All artifacts then migrate from public to private network, so that they become available to Helm and On-Premise services.

The migration process can be implemented in different ways depending on the specifics of the project.

Example:

To implement migration of installation artifacts from the public network to the private network, you can install Docker Registry and an S3 compatible storage in the private network. Then configure synchronization between them and the corresponding entities in the public network.

Importing data during installation or updating of a service

Installation of a service includes copying required datasets from the installation artifacts storage (see the previous section) into one or multiple storages that the service will use, e.g., into a PostgreSQL database. Oftentimes, a special Kubernetes Importer job exists for this purpose, providing the following lifecycle for a dataset:

The job reads a manifest file from the installation artifacts storage. This file contains a list of objects stored in the installation artifacts storage and their latest versions.
The job uses the manifest to determine if there is a new piece of data for the service. If there is no new data, the job stops.
The job spawns some workers. Each worker fetches the necessary installation artifacts and imports the new data to the service's data storage as a separate copy.
After the workers complete the data import, the job performs a series of health checks to ensure the integrity of the new data.

If all checks are completed successfully, the job removes the original data, replacing them with the new data.
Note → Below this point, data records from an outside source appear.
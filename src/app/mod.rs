pub mod context;
pub mod error;

pub use context::AppContext;
pub use error::{Result, SiteFeedError};
pub mod feed;
pub mod request;

pub use feed::{FeedEntry, FeedMeta, MAX_ENTRIES};
pub use request::FeedRequest;
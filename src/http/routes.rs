//! HTTP route definitions.

use axum::{routing::get, Router};
use tower_http::trace::TraceLayer;

use super::handlers::{self, AppState};

/// Create the router with all routes
pub fn create_router(state: AppState) -> Router {
    Router::new()
        .route("/", get(handlers::index))
        .route("/health", get(handlers::health))
        .route("/preview", get(handlers::preview))
        .route("/feed", get(handlers::feed))
        .layer(TraceLayer::new_for_http())
        .with_state(state)
}
//! Browser-based list scraping that turns a page into an RSS feed.
//!
//! # Architecture
//!
//! ```text
//! FeedRequest → Coordinator → BrowserSession::render → HTML
//!             → ItemExtractor → FeedDocument → RSS bytes
//! ```
//!
//! Rendering happens on the browser worker thread. Selector matching and
//! feed serialization run on the caller's task.
//!
//! # Usage
//!
//! ```rust,ignore
//! use sitefeed::scraper::{ChromeScraper, Scraper, ScraperConfig};
//! use sitefeed::domain::FeedRequest;
//!
//! let scraper = ChromeScraper::launch(ScraperConfig::default())?;
//! let request = FeedRequest::new("https://example.com/news", "li.story", "h2");
//! let rss = scraper.scrape(&request).await?;
//! ```
//!
//! # Known limitations
//!
//! Lazy content is triggered by a single scroll followed by a fixed settle
//! delay. Pages relying on deeper infinite scroll or late rendering may
//! produce incomplete feeds.

mod chrome;
mod config;
mod extractor;

pub use chrome::ChromeScraper;
pub use config::{ScraperConfig, DESKTOP_USER_AGENT};
pub use extractor::ItemExtractor;

use crate::app::Result;
use crate::domain::FeedRequest;
use async_trait::async_trait;
use bytes::Bytes;

/// Trait for feed-producing scraper implementations
#[async_trait]
pub trait Scraper: Send + Sync {
    /// Render the requested page and return the serialized feed
    async fn scrape(&self, request: &FeedRequest) -> Result<Bytes>;
}
use chrono::{DateTime, Utc};
use serde::{Deserialize, Serialize};

/// Maximum number of entries a generated feed may carry.
pub const MAX_ENTRIES: usize = 20;

#[derive(Debug, Clone, PartialEq, Eq, Serialize, Deserialize)]
pub struct FeedEntry {
    pub title: String,
    pub link: String,
    pub description: String,
    pub published_at: DateTime<Utc>,
}

impl FeedEntry {
    /// Build an entry whose description mirrors its title.
    pub fn new(title: impl Into<String>, link: impl Into<String>, published_at: DateTime<Utc>) -> Self {
        let title = title.into();
        Self {
            description: title.clone(),
            title,
            link: link.into(),
            published_at,
        }
    }

    /// Permalink GUID, identical to the resolved link.
    pub fn guid(&self) -> &str {
        &self.link
    }
}

#[derive(Debug, Clone, PartialEq, Eq, Serialize, Deserialize)]
pub struct FeedMeta {
    pub title: String,
    pub link: String,
    pub description: String,
    pub language: String,
    pub last_build_date: DateTime<Utc>,
}

impl FeedMeta {
    /// Channel metadata describing a feed synthesized from `source_url`.
    pub fn for_source(source_url: &str, built_at: DateTime<Utc>) -> Self {
        Self {
            title: format!("Custom RSS Feed: {}", source_url),
            link: source_url.to_string(),
            description: format!("Generated RSS feed from {}", source_url),
            language: "en".to_string(),
            last_build_date: built_at,
        }
    }
}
If one or more checks fails, the job stops the updating process and requires actions from the system administrator. The original data is left intact.
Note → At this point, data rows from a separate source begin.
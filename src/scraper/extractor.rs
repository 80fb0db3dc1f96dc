use chrono::{DateTime, Utc};
use scraper::{ElementRef, Html, Selector};
use url::Url;

use crate::app::{Result, SiteFeedError};
use crate::domain::FeedEntry;

const LINK_SELECTOR: &str = "a[href]";

/// Turns repeating list items of a rendered page into feed entries
pub struct ItemExtractor {
    item: Selector,
    title: Selector,
    link: Selector,
    limit: usize,
}

impl ItemExtractor {
    /// Compile the item and title selectors.
    ///
    /// Fails with [`SiteFeedError::Selection`] if either selector is not valid CSS.
    pub fn new(item_selector: &str, title_selector: &str, limit: usize) -> Result<Self> {
        Ok(Self {
            item: parse_selector(item_selector)?,
            title: parse_selector(title_selector)?,
            link: parse_selector(LINK_SELECTOR)?,
            limit,
        })
    }

    /// Extract entries from `html`, resolving links against `page_url`.
    ///
    /// Only the first `limit` matches of the item selector are considered.
    /// Items without a title match or a usable link are skipped.
    pub fn extract(&self, html: &str, page_url: &Url, emitted_at: DateTime<Utc>) -> Vec<FeedEntry> {
        let document = Html::parse_document(html);

        document
            .select(&self.item)
            .take(self.limit)
            .filter_map(|item| self.entry_for(item, page_url, emitted_at))
            .collect()
    }

    fn entry_for(&self, item: ElementRef<'_>, page_url: &Url, emitted_at: DateTime<Utc>) -> Option<FeedEntry> {
        let title = item.select(&self.title).next()?;
        let href = item
            .select(&self.link)
            .filter_map(|a| a.value().attr("href"))
            .find(|href| !href.is_empty())?;

        let link = match page_url.join(href) {
            Ok(link) => link,
            Err(e) => {
                tracing::debug!("Skipping item with unresolvable href {:?}: {}", href, e);
                return None;
            }
        };

        let text = title.text().collect::<String>();
        Some(FeedEntry::new(text.trim(), link.as_str(), emitted_at))
    }
}

fn parse_selector(selector: &str) -> Result<Selector> {
    Selector::parse(selector).map_err(|e| SiteFeedError::Selection(format!("{:?}: {}", selector, e)))
}
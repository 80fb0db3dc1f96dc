//! # sitefeed
//!
//! Turns a web page into an RSS feed by rendering it in headless Chrome
//! and picking repeating items with CSS selectors.
//!
//! ## Architecture
//!
//! ```text
//! GET /feed    → validate → cache → Coordinator → BrowserSession → extractor → RSS
//! GET /preview → validate → HttpFetcher → absolutize + picker script
//! ```
//!
//! ## Quick Start
//!
//! ```bash
//! sitefeed serve --port 5000
//! curl 'http://localhost:5000/feed?url=https://example.com/news&item=li.story&title=h2'
//! ```

/// Application context and error handling.
///
/// The [`AppContext`](app::AppContext) wires the cache, scraper and preview
/// renderer together and implements the feed pipeline.
pub mod app;

/// The process-wide browser and the worker thread that owns it.
///
/// - [`BrowserSession`](browser::BrowserSession): one Chrome per process
/// - [`Coordinator`](browser::Coordinator): serializes work onto the browser thread
pub mod browser;

/// Time-bounded in-memory feed cache.
pub mod cache;

/// Command-line interface using clap.
pub mod cli;

/// Configuration loaded from TOML at startup.
pub mod config;

/// Core domain models: [`FeedRequest`](domain::FeedRequest), entries and channel metadata.
pub mod domain;

/// RSS 2.0 document assembly.
pub mod feed;

/// Plain HTTP fetching for previews.
pub mod fetcher;

/// Axum routes, handlers and server.
pub mod http;

/// Raw-HTML preview with absolute URLs and the selector picker script.
pub mod preview;

/// Browser-backed list scraping.
///
/// - [`ChromeScraper`](scraper::ChromeScraper): renders on the shared browser
/// - [`ItemExtractor`](scraper::ItemExtractor): selector-based entry extraction
/// - [`Scraper`](scraper::Scraper): async trait for scraping implementations
pub mod scraper;

/// Target URL validation.
pub mod validate;
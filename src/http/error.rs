use axum::http::StatusCode;
use axum::response::{IntoResponse, Response};
use thiserror::Error;

use crate::app::SiteFeedError;

/// Errors as reported to HTTP clients, as plain text.
#[derive(Error, Debug)]
pub enum ApiError {
    /// Missing or invalid client input; never reaches the cache or browser
    #[error("{0}")]
    BadRequest(&'static str),

    #[error("Preview Error: {0}")]
    Preview(SiteFeedError),

    /// Any failure on the scrape path
    #[error("Feed generation failed: {0}")]
    GenerationFailure(SiteFeedError),
}

impl ApiError {
    pub fn status(&self) -> StatusCode {
        match self {
            ApiError::BadRequest(_) => StatusCode::BAD_REQUEST,
            ApiError::Preview(SiteFeedError::Validation(_))
            | ApiError::GenerationFailure(SiteFeedError::Validation(_)) => StatusCode::BAD_REQUEST,
            ApiError::Preview(_) | ApiError::GenerationFailure(_) => StatusCode::INTERNAL_SERVER_ERROR,
        }
    }
}

impl IntoResponse for ApiError {
    fn into_response(self) -> Response {
        (self.status(), self.to_string()).into_response()
    }
}

#[cfg(test)]
mod tests {
    use super::*;

    #[test]
    fn test_bad_request_message_is_verbatim() {
        let err = ApiError::BadRequest("Missing parameters");
        assert_eq!(err.status(), StatusCode::BAD_REQUEST);
        assert_eq!(err.to_string(), "Missing parameters");
    }

    #[test]
    fn test_generation_failure_wraps_cause() {
        let err = ApiError::GenerationFailure(SiteFeedError::Navigation("timed out".into()));
        assert_eq!(err.status(), StatusCode::INTERNAL_SERVER_ERROR);
        assert_eq!(err.to_string(), "Feed generation failed: Navigation failed: timed out");
    }

    #[test]
    fn test_preview_failure_wraps_cause() {
        let err = ApiError::Preview(SiteFeedError::Fetch("dns error".into()));
        assert_eq!(err.status(), StatusCode::INTERNAL_SERVER_ERROR);
        assert_eq!(err.to_string(), "Preview Error: Fetch failed: dns error");
    }

    #[test]
    fn test_validation_inside_wrappers_is_client_fault() {
        let err = ApiError::GenerationFailure(SiteFeedError::Validation("blocked host".into()));
        assert_eq!(err.status(), StatusCode::BAD_REQUEST);
    }
}
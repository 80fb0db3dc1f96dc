//! In-memory feed cache with a fixed time-to-live.
//!
//! Entries are evicted lazily: an expired entry stays in the map until the
//! next lookup for the same key removes it. There is no size bound.

use std::sync::Arc;
use std::time::{Duration, Instant};

use bytes::Bytes;
use dashmap::DashMap;
use serde::{Deserialize, Serialize};

pub const DEFAULT_TTL: Duration = Duration::from_secs(300);

#[derive(Debug, Clone, Serialize, Deserialize)]
#[serde(default)]
pub struct CacheConfig {
    /// Lifetime of a cached feed in seconds (default: 300)
    pub ttl_secs: u64,
}

impl Default for CacheConfig {
    fn default() -> Self {
        Self {
            ttl_secs: DEFAULT_TTL.as_secs(),
        }
    }
}

impl CacheConfig {
    pub fn ttl(&self) -> Duration {
        Duration::from_secs(self.ttl_secs)
    }
}

/// Source of the current time, injectable for tests.
pub trait Clock: Send + Sync {
    fn now(&self) -> Instant;
}

/// Monotonic wall clock used in production.
#[derive(Debug, Default, Clone, Copy)]
pub struct SystemClock;

impl Clock for SystemClock {
    fn now(&self) -> Instant {
        Instant::now()
    }
}

#[derive(Debug, Clone)]
struct CacheEntry {
    body: Bytes,
    created_at: Instant,
}

impl CacheEntry {
    fn is_expired(&self, now: Instant, ttl: Duration) -> bool {
        now.saturating_duration_since(self.created_at) >= ttl
    }
}

pub struct FeedCache {
    entries: DashMap<String, CacheEntry>,
    ttl: Duration,
    clock: Arc<dyn Clock>,
}

impl FeedCache {
    pub fn new(ttl: Duration) -> Self {
        Self::with_clock(ttl, Arc::new(SystemClock))
    }

    pub fn with_clock(ttl: Duration, clock: Arc<dyn Clock>) -> Self {
        Self {
            entries: DashMap::new(),
            ttl,
            clock,
        }
    }

    /// Look up a feed, removing the entry if it has outlived the TTL.
    pub fn get(&self, key: &str) -> Option<Bytes> {
        let now = self.clock.now();

        if self
            .entries
            .remove_if(key, |_, entry| entry.is_expired(now, self.ttl))
            .is_some()
        {
            tracing::debug!("Evicted expired cache entry for {}", key);
            return None;
        }

        self.entries.get(key).map(|entry| entry.body.clone())
    }

    pub fn put(&self, key: impl Into<String>, body: Bytes) {
        let entry = CacheEntry {
            body,
            created_at: self.clock.now(),
        };
        self.entries.insert(key.into(), entry);
    }

    pub fn len(&self) -> usize {
        self.entries.len()
    }

    pub fn is_empty(&self) -> bool {
        self.entries.is_empty()
    }
}

impl Default for FeedCache {
    fn default() -> Self {
        Self::new(DEFAULT_TTL)
    }
}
Common scenarios for updating services and datasets

The first step of updating any service is fetching installation artifacts using the DGCLI pull mode. In this mode, a manifest file is created, which contains information about the service including its version. Every time the DGCLI pull mode is run, a new manifest file is created, the older files are not changed.

Next, different scenarios for updating services and datasets are possible:

Updating a service without updating its data

Helm updates the service a similar way to how the Kubernetes job updates the data (see the previous section): new instances of the services will be deployed in addition to the current ones, and if health checks are completed successfully, traffic is redirected to the new instances. Otherwise, the process stops, requiring actions from the system administrator.
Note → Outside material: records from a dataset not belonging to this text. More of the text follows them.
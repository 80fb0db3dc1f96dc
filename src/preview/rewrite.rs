use html5ever::serialize::{serialize, SerializeOpts};
use html5ever::tendril::{StrTendril, TendrilSink};
use html5ever::{parse_document, ParseOpts};
use markup5ever_rcdom::{Handle, NodeData, RcDom, SerializableHandle};
use url::Url;

use crate::app::{Result, SiteFeedError};

/// Elements whose asset or link references are made absolute.
const REWRITTEN_TAGS: [&str; 3] = ["link", "script", "img"];
const REWRITTEN_ATTRS: [&str; 2] = ["src", "href"];

/// Parse `html`, make `src`/`href` on link, script and img elements absolute
/// against `base`, and serialize the document back to a string.
pub fn absolutize(html: &str, base: &Url) -> Result<String> {
    let dom = parse_document(RcDom::default(), ParseOpts::default()).one(html);

    rewrite_node(&dom.document, base);

    let mut out = Vec::with_capacity(html.len());
    let document: SerializableHandle = dom.document.clone().into();
    serialize(&mut out, &document, SerializeOpts::default())
        .map_err(|e| SiteFeedError::Fetch(format!("Failed to serialize document: {}", e)))?;

    String::from_utf8(out).map_err(|e| SiteFeedError::Fetch(format!("Serialized document is not UTF-8: {}", e)))
}

fn rewrite_node(handle: &Handle, base: &Url) {
    if let NodeData::Element { name, attrs, .. } = &handle.data {
        if REWRITTEN_TAGS.contains(&&*name.local) {
            for attr in attrs.borrow_mut().iter_mut() {
                if !REWRITTEN_ATTRS.contains(&&*attr.name.local) || attr.value.is_empty() {
                    continue;
                }
                if let Ok(absolute) = base.join(&attr.value) {
                    attr.value = StrTendril::from(String::from(absolute));
                }
            }
        }
    }

    for child in handle.children.borrow().iter() {
        rewrite_node(child, base);
    }
}
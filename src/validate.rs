//! Target URL validation shared by the feed and preview endpoints.
//!
//! This is a loopback-literal check only. It does not resolve hostnames
//! and does not protect against private networks or DNS rebinding.

use url::Url;

use crate::app::{Result, SiteFeedError};

const ALLOWED_SCHEMES: [&str; 2] = ["http", "https"];
const BLOCKED_HOSTS: [&str; 2] = ["localhost", "127.0.0.1"];

/// Returns true if `url` may be fetched on behalf of a client.
pub fn validate(url: &str) -> bool {
    check(url).is_ok()
}

/// Parse and validate `url`, returning the parsed form or the reason it was rejected.
pub fn check(url: &str) -> Result<Url> {
    let parsed = Url::parse(url)
        .map_err(|e| SiteFeedError::Validation(format!("malformed URL {url:?}: {e}")))?;

    if !ALLOWED_SCHEMES.contains(&parsed.scheme()) {
        return Err(SiteFeedError::Validation(format!(
            "unsupported scheme {:?}",
            parsed.scheme()
        )));
    }

    if let Some(host) = parsed.host_str() {
        if BLOCKED_HOSTS.contains(&host) {
            return Err(SiteFeedError::Validation(format!("blocked host {host:?}")));
        }
    }

    Ok(parsed)
}

#[cfg(test)]
mod tests {
    use super::*;

    #[test]
    fn test_accepts_http_and_https() {
        assert!(validate("http://example.com/list"));
        assert!(validate("https://example.com/list?page=2"));
        assert!(validate("https://news.example.org:8443/"));
    }

    #[test]
    fn test_rejects_other_schemes() {
        assert!(!validate("ftp://example.com/file"));
        assert!(!validate("file:///etc/passwd"));
        assert!(!validate("javascript:alert(1)"));
        assert!(!validate("data:text/html,hello"));
    }

    #[test]
    fn test_rejects_loopback_literals_on_any_port() {
        assert!(!validate("http://localhost/"));
        assert!(!validate("https://localhost:8080/admin"));
        assert!(!validate("http://127.0.0.1:5000/feed"));
        assert!(!validate("https://127.0.0.1/"));
    }

    #[test]
    fn test_host_comparison_follows_parser_normalisation() {
        // The URL parser lowercases hostnames before the check runs.
        assert!(!validate("http://LOCALHOST/"));
    }

    #[test]
    fn test_rejects_malformed_input() {
        assert!(!validate(""));
        assert!(!validate("not a url"));
        assert!(!validate("example.com/no-scheme"));
    }

    #[test]
    fn test_check_reports_reason() {
        let err = check("ftp://example.com").unwrap_err();
        assert!(matches!(err, SiteFeedError::Validation(ref msg) if msg.contains("ftp")));

        let url = check("https://example.com/a/b").unwrap();
        assert_eq!(url.host_str(), Some("example.com"));
    }
}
To update a service, specify the required version in the --version flag when running the helm upgrade command, for example:

helm upgrade --version=VERSION --atomic --values ./values-search.yaml search-api 2gis-on-premise/search-api

Updating a service and its data with Helm

This scenario is not supported by certain services.

This scenario includes two stages:

Helm launches the service's Kubernetes Importer job to update the data. To make the job recognize that new data is available, specify a new manifest in the dgctlStorage.manifest parameter of the values.yaml service configuration file.
Helm updates the service to the version specified in the --version flag (see the previous scenario).

Updating a service data only

This scenario is not supported by certain services.

The corresponding Kubernetes Importer job is scheduled to run, for example, on an everyday basis.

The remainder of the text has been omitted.